**Task to carry out**
Copy exactly the lines of the material below, starting with the first and including the line that holds "and stat operations".
==============================
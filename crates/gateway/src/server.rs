//! HTTP server for the media gateway

use axum::{
    extract::{Path, Query, State},
    http::StatusCode,
    response::{IntoResponse, Response},
    routing::get,
    Json, Router,
};
use serde::Deserialize;
use smbfs::{SessionFactory, ShareError, ShareRegistry};
use std::path::PathBuf;
use std::sync::Arc;
use std::time::Duration;
use tower_http::cors::CorsLayer;
use tower_http::trace::TraceLayer;

use crate::federation::{self, RemoteEntry};
use crate::metadata::{self, MediaMetadata};
use crate::paths;
use crate::retrieval;
use crate::state::GatewayState;
use crate::stream;

/// Media gateway API for managing the HTTP server
#[derive(Clone)]
pub struct GatewayApi {
    state: GatewayState,
}

impl GatewayApi {
    /// Create a new gateway over the configured shares
    ///
    /// # Arguments
    /// * `registry` - Immutable share configuration loaded at startup
    /// * `sessions` - Factory used to open one session per operation
    pub fn new(registry: ShareRegistry, sessions: Arc<dyn SessionFactory>) -> Self {
        Self {
            state: GatewayState::new(registry, sessions),
        }
    }

    /// Override the bound on per-share list and stat operations
    pub fn with_op_timeout(mut self, timeout: Duration) -> Self {
        self.state = self.state.with_op_timeout(timeout);
        self
    }

    /// Override where scratch files are allocated
    pub fn with_scratch_dir(mut self, dir: PathBuf) -> Self {
        self.state = self.state.with_scratch_dir(dir);
        self
    }

    /// Create the axum router with all routes configured
    pub fn router(&self) -> Router {
        Router::new()
            .route("/media/list", get(list_media))
            .route("/media/metadata/:share/*path", get(media_metadata))
            .route("/media/stream/:share/*path", get(stream_media))
            .route("/health", get(health_check))
            .with_state(self.state.clone())
            .layer(CorsLayer::permissive())
            .layer(TraceLayer::new_for_http())
    }

    /// Start the gateway server
    ///
    /// # Arguments
    /// * `host` - Host to bind to (e.g., "0.0.0.0")
    /// * `port` - Port to bind to (e.g., 8081)
    pub async fn serve(self, host: &str, port: u16) -> crate::Result<()> {
        let addr = format!("{}:{}", host, port);
        let listener = tokio::net::TcpListener::bind(&addr).await?;

        tracing::info!("Media gateway listening on {}", addr);

        axum::serve(listener, self.router()).await?;

        Ok(())
    }
}

/// Health check endpoint
async fn health_check(State(state): State<GatewayState>) -> impl IntoResponse {
    (
        StatusCode::OK,
        format!(
            "Media gateway running. Shares: {}",
            state.registry().shares().len()
        ),
    )
}

#[derive(Debug, Deserialize)]
struct ListParams {
    path: Option<String>,
}

/// Federated directory listing across all shares
async fn list_media(
    State(state): State<GatewayState>,
    Query(params): Query<ListParams>,
) -> Result<Json<Vec<RemoteEntry>>, AppError> {
    let raw = params.path.unwrap_or_else(|| "/".to_string());
    let vpath = normalize(&raw)?;
    Ok(Json(federation::list_directory(&state, &vpath).await))
}

/// Attribute lookup for one file
async fn media_metadata(
    State(state): State<GatewayState>,
    Path((share, path)): Path<(String, String)>,
) -> Result<Json<MediaMetadata>, AppError> {
    let vpath = normalize(&path)?;
    let meta = metadata::get_metadata(&state, &share, &vpath).await?;
    Ok(Json(meta))
}

/// Download a remote file into scratch storage, then stream it out
async fn stream_media(
    State(state): State<GatewayState>,
    Path((share, path)): Path<(String, String)>,
) -> Result<Response, AppError> {
    let vpath = normalize(&path)?;
    let job = retrieval::retrieve(&state, &share, &vpath).await?;
    Ok(stream::publish(job).await?)
}

fn normalize(raw: &str) -> Result<String, AppError> {
    paths::normalize_virtual(raw)
        .ok_or_else(|| AppError::BadRequest(format!("invalid path: {}", raw)))
}

/// Application error types
#[derive(Debug)]
enum AppError {
    NotFound(String),
    BadRequest(String),
    Internal(String),
}

impl From<ShareError> for AppError {
    fn from(err: ShareError) -> Self {
        match err {
            ShareError::ShareNotFound(name) => {
                AppError::NotFound(format!("Share {} not found", name))
            }
            other => AppError::Internal(other.to_string()),
        }
    }
}

impl IntoResponse for AppError {
    fn into_response(self) -> Response {
        let (status, message) = match self {
            AppError::NotFound(msg) => (StatusCode::NOT_FOUND, msg),
            AppError::BadRequest(msg) => (StatusCode::BAD_REQUEST, msg),
            AppError::Internal(msg) => (StatusCode::INTERNAL_SERVER_ERROR, msg),
        };

        (status, message).into_response()
    }
}
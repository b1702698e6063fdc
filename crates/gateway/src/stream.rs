//! Scratch-file-backed response bodies with guaranteed cleanup

use axum::body::{Body, Bytes};
use axum::http::{header, Response, StatusCode};
use futures::Stream;
use smbfs::{ShareError, ShareResult};
use std::io;
use std::pin::Pin;
use std::task::{Context, Poll};
use tempfile::TempPath;
use tokio_util::io::ReaderStream;

use crate::retrieval::RetrievalJob;
use crate::state::CHUNK_SIZE;

/// Removes the scratch file exactly once, on whatever path the
/// response ends
///
/// The guard takes over the temp path from the retrieval job, so
/// ownership of the deletion passes from job to body without a window
/// where nobody holds it. An already-removed file is a no-op. Any
/// other removal failure is logged and swallowed; the response has
/// usually completed by then and must not be failed retroactively.
struct ScratchGuard {
    path: Option<TempPath>,
}

impl Drop for ScratchGuard {
    fn drop(&mut self) {
        if let Some(path) = self.path.take() {
            let shown = path.to_path_buf();
            match path.close() {
                Ok(()) => tracing::debug!("removed scratch file {}", shown.display()),
                Err(e) if e.kind() == io::ErrorKind::NotFound => {}
                Err(e) => {
                    tracing::warn!("failed to remove scratch file {}: {}", shown.display(), e)
                }
            }
        }
    }
}

/// Lazy, finite, non-restartable chunk stream over a finished scratch
/// file. Dropping it removes the scratch file, so exhaustion, read
/// errors and client disconnects all end in exactly one removal.
pub(crate) struct ScratchStream {
    inner: ReaderStream<tokio::fs::File>,
    _guard: ScratchGuard,
}

impl ScratchStream {
    /// Open the scratch file for streaming, taking over its deletion.
    /// The file is removed even when opening fails.
    pub(crate) async fn open(path: TempPath) -> io::Result<Self> {
        let file = tokio::fs::File::open(&path).await;
        let guard = ScratchGuard { path: Some(path) };
        let file = file?;
        Ok(Self {
            inner: ReaderStream::with_capacity(file, CHUNK_SIZE),
            _guard: guard,
        })
    }
}

impl Stream for ScratchStream {
    type Item = io::Result<Bytes>;

    fn poll_next(mut self: Pin<&mut Self>, cx: &mut Context<'_>) -> Poll<Option<Self::Item>> {
        Pin::new(&mut self.inner).poll_next(cx)
    }
}

/// Turn a finished retrieval into the streaming response
///
/// The body owns the scratch file through a drop guard, which is what
/// guarantees cleanup on cancellation as well as on completion.
pub(crate) async fn publish(job: RetrievalJob) -> ShareResult<Response<Body>> {
    let stream = ScratchStream::open(job.scratch_path)
        .await
        .map_err(ShareError::Local)?;

    Response::builder()
        .status(StatusCode::OK)
        .header(header::CONTENT_TYPE, "video/mp4")
        .header(header::CONTENT_LENGTH, job.size)
        .header(header::ACCEPT_RANGES, "bytes")
        .header(
            header::CONTENT_DISPOSITION,
            format!("inline; filename=\"{}\"", job.filename),
        )
        .body(Body::from_stream(stream))
        .map_err(|e| ShareError::Local(io::Error::new(io::ErrorKind::Other, e)))
}
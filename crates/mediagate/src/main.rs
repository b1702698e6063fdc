use gateway::GatewayApi;
use smbfs::{NativeSessionFactory, ShareRegistry};
use std::sync::Arc;
use std::time::Duration;
use tracing_subscriber::EnvFilter;

#[tokio::main]
async fn main() {
    // Load environment variables from .env file
    let _ = dotenv::dotenv();

    tracing_subscriber::fmt()
        .with_env_filter(EnvFilter::try_from_default_env().unwrap_or_else(|_| EnvFilter::new("info")))
        .init();

    // Share definitions are required; refuse to start without them
    let config_path =
        std::env::var("SHARES_CONFIG").unwrap_or_else(|_| "shares.toml".to_string());
    let registry = match ShareRegistry::load(&config_path) {
        Ok(registry) => registry,
        Err(e) => {
            eprintln!("Failed to load share configuration from {}: {}", config_path, e);
            eprintln!("Set SHARES_CONFIG to point at a valid shares file");
            std::process::exit(1);
        }
    };
    tracing::info!("Loaded {} share(s) from {}", registry.shares().len(), config_path);

    let mut api = GatewayApi::new(registry, Arc::new(NativeSessionFactory::new()));
    if let Ok(secs) = std::env::var("SMB_OP_TIMEOUT_SECS") {
        match secs.parse() {
            Ok(secs) => api = api.with_op_timeout(Duration::from_secs(secs)),
            Err(_) => eprintln!("Ignoring invalid SMB_OP_TIMEOUT_SECS: {}", secs),
        }
    }
    if let Ok(dir) = std::env::var("SCRATCH_DIR") {
        api = api.with_scratch_dir(dir.into());
    }

    let host = std::env::var("MEDIA_HOST").unwrap_or_else(|_| "0.0.0.0".to_string());
    let port = std::env::var("MEDIA_PORT")
        .ok()
        .and_then(|p| p.parse().ok())
        .unwrap_or(8081);

    if let Err(e) = api.serve(&host, port).await {
        eprintln!("Media gateway failed: {}", e);
        std::process::exit(1);
    }
}
//! Chunked download of one remote file into local scratch storage

use smbfs::{SessionFactory, ShareDescriptor, ShareError, ShareResult};
use std::io::Write;
use std::path::Path;
use std::sync::Arc;
use tempfile::TempPath;

use crate::paths;
use crate::state::{GatewayState, CHUNK_SIZE};

/// A finished download: the scratch file plus what the remote declared
/// about it
///
/// The job owns its scratch file. Publishing transfers that ownership
/// to the response body; a job that is dropped unconsumed (for
/// instance because the client went away while the download was in
/// flight) removes the file itself.
#[derive(Debug)]
pub struct RetrievalJob {
    /// Fully downloaded scratch file, removed when the last owner drops
    pub scratch_path: TempPath,
    /// Size declared by the remote, verified against bytes received
    pub size: u64,
    /// Original filename, used for the content disposition
    pub filename: String,
}

/// Download `virtual_path` from the named share into a scratch file
///
/// The whole transfer completes before this returns; one session is
/// held for the duration of the download and dropped at its terminal
/// state, before streaming starts. A mid-transfer failure therefore
/// never corrupts a response already in flight, at the cost of
/// first-byte latency and temporary disk use.
///
/// # Errors
/// `ShareNotFound` for an unregistered share name, `Connection` or
/// `Remote` for session and transfer failures (including a transfer
/// shorter than the declared size), `Local` for scratch-file I/O.
pub async fn retrieve(
    state: &GatewayState,
    share_name: &str,
    virtual_path: &str,
) -> ShareResult<RetrievalJob> {
    let share = state
        .registry()
        .find(share_name)
        .ok_or_else(|| ShareError::ShareNotFound(share_name.to_string()))?
        .clone();
    let sessions = state.sessions();
    let vpath = virtual_path.to_string();
    let scratch_dir = state.scratch_dir().clone();

    // Deliberately not bounded by the op timeout: once the download
    // starts it runs to success or hard failure, never cancellation.
    // If the caller disappears meanwhile, tokio drops the returned
    // job, and with it the scratch file.
    match tokio::task::spawn_blocking(move || download(sessions, &share, &vpath, &scratch_dir))
        .await
    {
        Ok(result) => result,
        Err(join) => Err(ShareError::Remote(format!(
            "download worker failed: {}",
            join
        ))),
    }
}

fn download(
    sessions: Arc<dyn SessionFactory>,
    share: &ShareDescriptor,
    virtual_path: &str,
    scratch_dir: &Path,
) -> ShareResult<RetrievalJob> {
    let session = sessions.open(share)?;
    let remote_path = paths::share_path(&share.root, virtual_path);
    let declared = session.stat(&remote_path)?.size;

    // dropped on any failure below, which removes the file
    let mut scratch = tempfile::Builder::new()
        .prefix("mediagate-")
        .suffix(".part")
        .tempfile_in(scratch_dir)
        .map_err(ShareError::Local)?;

    let received = session.fetch(&remote_path, scratch.as_file_mut(), CHUNK_SIZE, declared)?;
    if received != declared {
        return Err(ShareError::Remote(format!(
            "truncated transfer of {}: expected {} bytes, received {}",
            remote_path, declared, received
        )));
    }
    scratch.as_file_mut().flush().map_err(ShareError::Local)?;

    // keep the deletion responsibility attached to the path
    let scratch_path = scratch.into_temp_path();

    tracing::debug!(
        "downloaded {} from {} ({} bytes) to {}",
        remote_path,
        share.name,
        declared,
        scratch_path.display()
    );
    Ok(RetrievalJob {
        scratch_path,
        size: declared,
        filename: paths::file_name(virtual_path).to_string(),
    })
}
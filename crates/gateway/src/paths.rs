//! Virtual-path handling shared by the media endpoints
//!
//! Virtual paths are expressed relative to the federated root and are
//! share-agnostic; each share resolves them under its own configured
//! root.

/// Normalize a caller-supplied virtual path: leading slash, no empty
/// or `.` segments. Returns `None` when the path tries to climb out
/// of the root.
pub(crate) fn normalize_virtual(raw: &str) -> Option<String> {
    let mut segments = Vec::new();
    for segment in raw.split('/') {
        match segment {
            "" | "." => continue,
            ".." => return None,
            other => segments.push(other),
        }
    }
    if segments.is_empty() {
        Some("/".to_string())
    } else {
        Some(format!("/{}", segments.join("/")))
    }
}

/// Path of `virtual_path` inside a share rooted at `root`
pub(crate) fn share_path(root: &str, virtual_path: &str) -> String {
    let root = root.trim_end_matches('/');
    let rel = virtual_path.trim_start_matches('/');
    match (root.is_empty(), rel.is_empty()) {
        (true, true) => "/".to_string(),
        (false, true) => root.to_string(),
        (true, false) => format!("/{}", rel),
        (false, false) => format!("{}/{}", root, rel),
    }
}

/// Federated path of a child entry listed under `virtual_path`
pub(crate) fn virtual_child(virtual_path: &str, name: &str) -> String {
    format!("{}/{}", virtual_path.trim_end_matches('/'), name)
}

/// Final component of a virtual path
pub(crate) fn file_name(virtual_path: &str) -> &str {
    virtual_path.rsplit('/').next().unwrap_or(virtual_path)
}

/// Filename without its extension
pub(crate) fn title(name: &str) -> &str {
    match name.rsplit_once('.') {
        Some((stem, _)) if !stem.is_empty() => stem,
        _ => name,
    }
}
//! SMB session layer for the media gateway
//!
//! This crate wraps libsmbclient (through the pavao bindings) behind a
//! small session trait so the HTTP layer can be exercised without a
//! live SMB server. It also owns share configuration and the error
//! taxonomy shared across the workspace.

pub mod config;
pub mod error;
pub mod native;
pub mod session;

pub use config::{ShareDescriptor, ShareRegistry};
pub use error::{ConfigError, ShareError, ShareResult};
pub use native::NativeSessionFactory;
pub use session::{RemoteAttributes, RemoteDirEntry, SessionFactory, ShareSession};
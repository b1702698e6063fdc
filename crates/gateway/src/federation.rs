//! Federated directory listings across every configured share

use chrono::{DateTime, Utc};
use serde::Serialize;
use smbfs::{RemoteDirEntry, ShareDescriptor};
use std::time::SystemTime;

use crate::paths;
use crate::state::GatewayState;

/// Filename extensions served as media
const MEDIA_EXTENSIONS: [&str; 5] = ["mp4", "mkv", "avi", "mov", "wmv"];

/// One entry in a federated directory listing
#[derive(Debug, Clone, Serialize)]
#[serde(rename_all = "camelCase")]
pub struct RemoteEntry {
    pub name: String,
    /// Path relative to the federated root, share-agnostic
    pub path: String,
    pub is_directory: bool,
    pub size: u64,
    pub modified_time: DateTime<Utc>,
    pub share_name: String,
    pub display_name: String,
}

/// List `virtual_path` on every share and merge the results
///
/// Shares are queried in registration order, one short-lived session
/// each. A share that cannot be reached or listed is logged and
/// skipped, so the result is the union of the shares that answered; a
/// path that exists nowhere yields an empty list, not an error. Entry
/// order follows share order, then remote listing order.
pub async fn list_directory(state: &GatewayState, virtual_path: &str) -> Vec<RemoteEntry> {
    let mut entries = Vec::new();
    for share in state.registry().shares() {
        let listed = state
            .run_share_op("list", {
                let share = share.clone();
                let sessions = state.sessions();
                let vpath = virtual_path.to_string();
                move || {
                    let session = sessions.open(&share)?;
                    let remote = session.list_dir(&paths::share_path(&share.root, &vpath))?;
                    Ok(collect_entries(&share, &vpath, remote))
                }
            })
            .await;
        match listed {
            Ok(mut batch) => entries.append(&mut batch),
            Err(err) => {
                tracing::warn!(
                    "skipping share {} while listing {}: {}",
                    share.name,
                    virtual_path,
                    err
                );
            }
        }
    }
    entries
}

/// Keep directories and media files, rebasing paths onto the
/// federated root
fn collect_entries(
    share: &ShareDescriptor,
    virtual_path: &str,
    remote: Vec<RemoteDirEntry>,
) -> Vec<RemoteEntry> {
    remote
        .into_iter()
        .filter(|e| e.name != "." && e.name != "..")
        .filter(|e| e.is_directory || is_media(&e.name))
        .map(|e| RemoteEntry {
            path: paths::virtual_child(virtual_path, &e.name),
            is_directory: e.is_directory,
            size: e.size,
            modified_time: to_timestamp(e.modified),
            share_name: share.name.clone(),
            display_name: share.display_name.clone(),
            name: e.name,
        })
        .collect()
}

/// Whether a filename carries one of the recognized media extensions
pub(crate) fn is_media(name: &str) -> bool {
    name.rsplit_once('.')
        .map(|(_, ext)| MEDIA_EXTENSIONS.iter().any(|m| ext.eq_ignore_ascii_case(m)))
        .unwrap_or(false)
}

pub(crate) fn to_timestamp(time: SystemTime) -> DateTime<Utc> {
    DateTime::<Utc>::from(time)
}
==============================
**Response box**
filename crates/gateway/src/server.rs
//! HTTP server for the media gateway

use axum::{
    extract::{Path, Query, State},
    http::StatusCode,
    response::{IntoResponse, Response},
    routing::get,
    Json, Router,
};
use serde::Deserialize;
use smbfs::{SessionFactory, ShareError, ShareRegistry};
use std::path::PathBuf;
use std::sync::Arc;
use std::time::Duration;
use tower_http::cors::CorsLayer;
use tower_http::trace::TraceLayer;

use crate::federation::{self, RemoteEntry};
use crate::metadata::{self, MediaMetadata};
use crate::paths;
use crate::retrieval;
use crate::state::GatewayState;
use crate::stream;

/// Media gateway API for managing the HTTP server
#[derive(Clone)]
pub struct GatewayApi {
    state: GatewayState,
}

impl GatewayApi {
    /// Create a new gateway over the configured shares
    ///
    /// # Arguments
    /// * `registry` - Immutable share configuration loaded at startup
    /// * `sessions` - Factory used to open one session per operation
    pub fn new(registry: ShareRegistry, sessions: Arc<dyn SessionFactory>) -> Self {
        Self {
            state: GatewayState::new(registry, sessions),
        }
    }

    /// Override the bound on per-share list and stat operations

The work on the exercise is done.